*What you will do*: When the line with "assert_eq!(Octave::new(5).offset(i32::MIN).get(), 1);" is found, repeat it and all lines that follow it exactly, stopping at the end of the listing.

"""

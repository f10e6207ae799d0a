//! Note/octave ↔ frequency conversion in 12-tone equal temperament.
//!
//! Everything here is pure. Tuning is anchored at A4 = 440 Hz; the inverse
//! mapping snaps to the nearest semitone and clamps the octave into the
//! playable range.

use std::fmt;
use std::str::FromStr;

use serde::{Deserialize, Serialize};

use crate::error::ParseError;

pub const A4_FREQUENCY: f64 = 440.0;
pub const A4_OCTAVE: i32 = 4;
pub const MIN_OCTAVE: i32 = 1;
pub const MAX_OCTAVE: i32 = 9;
pub const SEMITONES_PER_OCTAVE: i32 = 12;

/// The twelve pitch classes, spelled the way the note selector shows them.
#[derive(Debug, Clone, Copy, PartialEq, Eq, Hash, PartialOrd, Ord, Serialize, Deserialize)]
pub enum Note {
    C,
    #[serde(rename = "D♭")]
    DFlat,
    D,
    #[serde(rename = "E♭")]
    EFlat,
    E,
    F,
    #[serde(rename = "F♯")]
    FSharp,
    G,
    #[serde(rename = "A♭")]
    AFlat,
    A,
    #[serde(rename = "B♭")]
    BFlat,
    B,
}

impl Note {
    /// All notes in ascending semitone order, starting at C.
    pub const ALL: [Note; 12] = [
        Note::C,
        Note::DFlat,
        Note::D,
        Note::EFlat,
        Note::E,
        Note::F,
        Note::FSharp,
        Note::G,
        Note::AFlat,
        Note::A,
        Note::BFlat,
        Note::B,
    ];

    /// Semitone offset above C, in `0..12`.
    pub fn semitone(self) -> i32 {
        self as i32
    }

    /// Note for an arbitrary semitone count; wraps in both directions.
    pub fn from_semitone(semitone: i32) -> Note {
        Note::ALL[semitone.rem_euclid(SEMITONES_PER_OCTAVE) as usize]
    }

    pub fn name(self) -> &'static str {
        match self {
            Note::C => "C",
            Note::DFlat => "D♭",
            Note::D => "D",
            Note::EFlat => "E♭",
            Note::E => "E",
            Note::F => "F",
            Note::FSharp => "F♯",
            Note::G => "G",
            Note::AFlat => "A♭",
            Note::A => "A",
            Note::BFlat => "B♭",
            Note::B => "B",
        }
    }
}

impl fmt::Display for Note {
    fn fmt(&self, f: &mut fmt::Formatter<'_>) -> fmt::Result {
        f.write_str(self.name())
    }
}

/// Accepts the display spellings (`"D♭"`, `"F♯"`) as well as ASCII
/// accidentals (`"Db"`, `"C#"`), resolved to the enharmonic pitch class.
impl FromStr for Note {
    type Err = ParseError;

    fn from_str(s: &str) -> Result<Self, Self::Err> {
        let unknown = || ParseError::UnknownNote(s.to_string());
        let mut chars = s.trim().chars();

        let natural = match chars.next().map(|c| c.to_ascii_uppercase()) {
            Some('C') => 0,
            Some('D') => 2,
            Some('E') => 4,
            Some('F') => 5,
            Some('G') => 7,
            Some('A') => 9,
            Some('B') => 11,
            _ => return Err(unknown()),
        };

        let accidental = match chars.next() {
            None => 0,
            Some('♭') | Some('b') => -1,
            Some('♯') | Some('#') => 1,
            Some(_) => return Err(unknown()),
        };

        if chars.next().is_some() {
            return Err(unknown());
        }

        Ok(Note::from_semitone(natural + accidental))
    }
}

/// Octave number, always within `[MIN_OCTAVE, MAX_OCTAVE]`.
///
/// Out-of-range values are clamped on construction, never wrapped.
#[derive(Debug, Clone, Copy, PartialEq, Eq, Hash, PartialOrd, Ord, Serialize, Deserialize)]
#[serde(from = "i32", into = "i32")]
pub struct Octave(u8);

impl Octave {
    pub const MIN: Octave = Octave(MIN_OCTAVE as u8);
    pub const MAX: Octave = Octave(MAX_OCTAVE as u8);

    pub fn new(value: i32) -> Self {
        Octave(value.clamp(MIN_OCTAVE, MAX_OCTAVE) as u8)
    }

    pub fn get(self) -> i32 {
        self.0 as i32
    }

    /// Shift by `delta` octaves, saturating at the range limits.
    pub fn offset(self, delta: i32) -> Self {
        Octave::new(self.get().saturating_add(delta))
    }
}

impl Default for Octave {
    fn default() -> Self {
        Octave(A4_OCTAVE as u8)
    }
}

impl From<i32> for Octave {
    fn from(value: i32) -> Self {
        Octave::new(value)
    }
}

impl From<Octave> for i32 {
    fn from(octave: Octave) -> Self {
        octave.get()
    }
}

impl fmt::Display for Octave {
    fn fmt(&self, f: &mut fmt::Formatter<'_>) -> fmt::Result {
        write!(f, "{}", self.0)
    }
}

/// Step direction for note and octave controls.
#[derive(Debug, Clone, Copy, PartialEq, Eq)]
pub enum Direction {
    Up,
    Down,
}

impl Direction {
    pub fn delta(self) -> i32 {
        match self {
            Direction::Up => 1,
            Direction::Down => -1,
        }
    }
}

/// A (note, octave) pair.
#[derive(Debug, Clone, Copy, PartialEq, Eq, Hash, Serialize, Deserialize)]
pub struct Pitch {
    pub note: Note,
    pub octave: Octave,
}

impl Pitch {
    pub fn new(note: Note, octave: Octave) -> Self {
        Pitch { note, octave }
    }

    pub fn frequency(self) -> f64 {
        frequency_of(self.note, self.octave)
    }

    /// Nearest pitch to `frequency`, or `None` for non-positive / non-finite input.
    pub fn from_frequency(frequency: f64) -> Option<Self> {
        pitch_of(frequency)
    }

    /// Step one semitone, carrying into the octave across B→C / C→B.
    /// The octave saturates, so stepping up from B9 lands on C9.
    pub fn step(self, direction: Direction) -> Self {
        let (note, octave_delta) = step_note(self.note, direction);
        Pitch {
            note,
            octave: self.octave.offset(octave_delta),
        }
    }
}

impl Default for Pitch {
    fn default() -> Self {
        Pitch::new(Note::A, Octave::default())
    }
}

impl fmt::Display for Pitch {
    fn fmt(&self, f: &mut fmt::Formatter<'_>) -> fmt::Result {
        write!(f, "{}{}", self.note, self.octave)
    }
}

/// Equal-tempered frequency of `note` in `octave`.
///
/// `440 * 2^(((octave - 4) * 12 + (note - A)) / 12)`. The result is not
/// clamped to any audible range.
pub fn frequency_of(note: Note, octave: Octave) -> f64 {
    let offset = (octave.get() - A4_OCTAVE) * SEMITONES_PER_OCTAVE
        + (note.semitone() - Note::A.semitone());
    A4_FREQUENCY * 2.0_f64.powf(offset as f64 / SEMITONES_PER_OCTAVE as f64)
}

/// Nearest tempered pitch to `frequency`.
///
/// Returns `None` when the input is zero, negative, NaN or infinite so the
/// caller can treat it as a no-op instead of carrying a bogus pitch.
pub fn pitch_of(frequency: f64) -> Option<Pitch> {
    if !frequency.is_finite() || frequency <= 0.0 {
        return None;
    }

    let semitones_from_a4 = SEMITONES_PER_OCTAVE as f64 * (frequency / A4_FREQUENCY).log2();
    // ties round up, e.g. -0.5 -> 0
    let total = (semitones_from_a4 + 0.5).floor() as i64;

    let a = Note::A.semitone() as i64;
    let per_octave = SEMITONES_PER_OCTAVE as i64;
    let note = Note::from_semitone((total + a).rem_euclid(per_octave) as i32);
    let octave = A4_OCTAVE as i64 + (total + a).div_euclid(per_octave);
    let octave = octave.clamp(MIN_OCTAVE as i64, MAX_OCTAVE as i64) as i32;

    Some(Pitch::new(note, Octave::new(octave)))
}

/// Step `note` one semitone. Returns the new note and the octave carry
/// (`+1` when stepping up past B, `-1` when stepping down past C, else 0).
pub fn step_note(note: Note, direction: Direction) -> (Note, i32) {
    let raw = note.semitone() + direction.delta();
    (Note::from_semitone(raw), raw.div_euclid(SEMITONES_PER_OCTAVE))
}

#[cfg(test)]
mod tests {
    use super::*;

    fn close(a: f64, b: f64) -> bool {
        (a - b).abs() < 1e-9 * b.abs().max(1.0)
    }

    #[test]
    fn a4_is_440() {
        assert_eq!(frequency_of(Note::A, Octave::new(4)), 440.0);
    }

    #[test]
    fn octave_doubling() {
        assert_eq!(frequency_of(Note::A, Octave::new(5)), 880.0);
        assert_eq!(frequency_of(Note::A, Octave::new(3)), 220.0);
    }

    #[test]
    fn middle_c() {
        let c4 = frequency_of(Note::C, Octave::new(4));
        assert!((c4 - 261.6256).abs() < 1e-3, "C4 should be ~261.63 Hz, got {c4}");
    }

    #[test]
    fn frequency_is_strictly_increasing() {
        let mut last = 0.0;
        for octave in MIN_OCTAVE..=MAX_OCTAVE {
            for note in Note::ALL {
                let f = frequency_of(note, Octave::new(octave));
                assert!(f > last, "{note}{octave} ({f}) should exceed {last}");
                last = f;
            }
        }
    }

    #[test]
    fn round_trip_away_from_clamp_boundaries() {
        for octave in 2..=8 {
            for note in Note::ALL {
                let pitch = Pitch::new(note, Octave::new(octave));
                assert_eq!(
                    pitch_of(pitch.frequency()),
                    Some(pitch),
                    "round trip failed for {pitch}"
                );
            }
        }
    }

    #[test]
    fn pitch_of_snaps_to_nearest_semitone() {
        // 445 Hz is ~19.6 cents sharp of A4
        assert_eq!(pitch_of(445.0), Some(Pitch::new(Note::A, Octave::new(4))));
        // 453 Hz is ~50.4 cents sharp, so B♭4 wins
        assert_eq!(pitch_of(453.0), Some(Pitch::new(Note::BFlat, Octave::new(4))));
    }

    #[test]
    fn pitch_of_crosses_octave_at_c() {
        let b3 = frequency_of(Note::B, Octave::new(3));
        let c4 = frequency_of(Note::C, Octave::new(4));
        assert_eq!(pitch_of(b3), Some(Pitch::new(Note::B, Octave::new(3))));
        assert_eq!(pitch_of(c4), Some(Pitch::new(Note::C, Octave::new(4))));
    }

    #[test]
    fn pitch_of_clamps_octave() {
        let low = pitch_of(20.0).expect("20 Hz is valid");
        assert_eq!(low.octave.get(), 1);
        let high = pitch_of(20_000.0).expect("20 kHz is valid");
        assert_eq!(high.octave.get(), 9);

        for f in [1e-6, 0.5, 8.0, 55.0, 1e5, 1e12, f64::MAX] {
            let p = pitch_of(f).expect("positive finite input");
            assert!(
                (MIN_OCTAVE..=MAX_OCTAVE).contains(&p.octave.get()),
                "octave out of range for {f}: {}",
                p.octave
            );
        }
    }

    #[test]
    fn pitch_of_rejects_invalid_input() {
        for f in [0.0, -440.0, f64::NAN, f64::INFINITY, f64::NEG_INFINITY] {
            assert_eq!(pitch_of(f), None, "{f} should be rejected");
        }
    }

    #[test]
    fn step_wraps_with_octave_carry() {
        assert_eq!(step_note(Note::B, Direction::Up), (Note::C, 1));
        assert_eq!(step_note(Note::C, Direction::Down), (Note::B, -1));
        assert_eq!(step_note(Note::E, Direction::Up), (Note::F, 0));
        assert_eq!(step_note(Note::DFlat, Direction::Down), (Note::C, 0));
    }

    #[test]
    fn pitch_step_clamps_at_range_limits() {
        let top = Pitch::new(Note::B, Octave::MAX).step(Direction::Up);
        assert_eq!(top, Pitch::new(Note::C, Octave::MAX));

        let bottom = Pitch::new(Note::C, Octave::MIN).step(Direction::Down);
        assert_eq!(bottom, Pitch::new(Note::B, Octave::MIN));

        let mid = Pitch::new(Note::B, Octave::new(4)).step(Direction::Up);
        assert_eq!(mid, Pitch::new(Note::C, Octave::new(5)));
    }

    #[test]
    fn octave_clamps() {
        assert_eq!(Octave::new(0).get(), 1);
        assert_eq!(Octave::new(12).get(), 9);
        assert_eq!(Octave::new(9).offset(1).get(), 9);
        assert_eq!(Octave::new(1).offset(-1).get(), 1);
        assert_eq!(Octave::new(5).offset(i32::MIN).get(), 1);
    }

    #[test]
    fn parse_note_spellings() {
        assert_eq!("D♭".parse::<Note>(), Ok(Note::DFlat));
        assert_eq!("Db".parse::<Note>(), Ok(Note::DFlat));
        assert_eq!("C#".parse::<Note>(), Ok(Note::DFlat));
        assert_eq!("F♯".parse::<Note>(), Ok(Note::FSharp));
        assert_eq!(" a ".parse::<Note>(), Ok(Note::A));
        assert!("H".parse::<Note>().is_err());
        assert!("Abb".parse::<Note>().is_err());
        assert!("".parse::<Note>().is_err());
    }

    #[test]
    fn names_round_trip() {
        for note in Note::ALL {
            assert_eq!(note.name().parse::<Note>(), Ok(note));
        }
    }

    #[test]
    fn serde_uses_display_names() {
        let json = serde_json::to_string(&Pitch::new(Note::BFlat, Octave::new(3))).unwrap();
        assert_eq!(json, r#"{"note":"B♭","octave":3}"#);

        let back: Pitch = serde_json::from_str(r#"{"note":"F♯","octave":42}"#).unwrap();
        assert_eq!(back, Pitch::new(Note::FSharp, Octave::MAX));
    }

    #[test]
    fn frequency_matches_table_within_tolerance() {
        assert!(close(
            frequency_of(Note::E, Octave::new(2)),
            82.406_889_228_217_48
        ));
    }
}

"""

*Solution*:
        assert_eq!(Octave::new(5).offset(i32::MIN).get(), 1);
    }

    #[test]
    fn parse_note_spellings() {
        assert_eq!("D♭".parse::<Note>(), Ok(Note::DFlat));
        assert_eq!("Db".parse::<Note>(), Ok(Note::DFlat));
        assert_eq!("C#".parse::<Note>(), Ok(Note::DFlat));
        assert_eq!("F♯".parse::<Note>(), Ok(Note::FSharp));
        assert_eq!(" a ".parse::<Note>(), Ok(Note::A));
        assert!("H".parse::<Note>().is_err());
        assert!("Abb".parse::<Note>().is_err());
        assert!("".parse::<Note>().is_err());
    }

    #[test]
    fn names_round_trip() {
        for note in Note::ALL {
            assert_eq!(note.name().parse::<Note>(), Ok(note));
        }
    }

    #[test]
    fn serde_uses_display_names() {
        let json = serde_json::to_string(&Pitch::new(Note::BFlat, Octave::new(3))).unwrap();
        assert_eq!(json, r#"{"note":"B♭","octave":3}"#);

        let back: Pitch = serde_json::from_str(r#"{"note":"F♯","octave":42}"#).unwrap();
        assert_eq!(back, Pitch::new(Note::FSharp, Octave::MAX));
    }

    #[test]
    fn frequency_matches_table_within_tolerance() {
        assert!(close(
            frequency_of(Note::E, Octave::new(2)),
            82.406_889_228_217_48
        ));
    }
}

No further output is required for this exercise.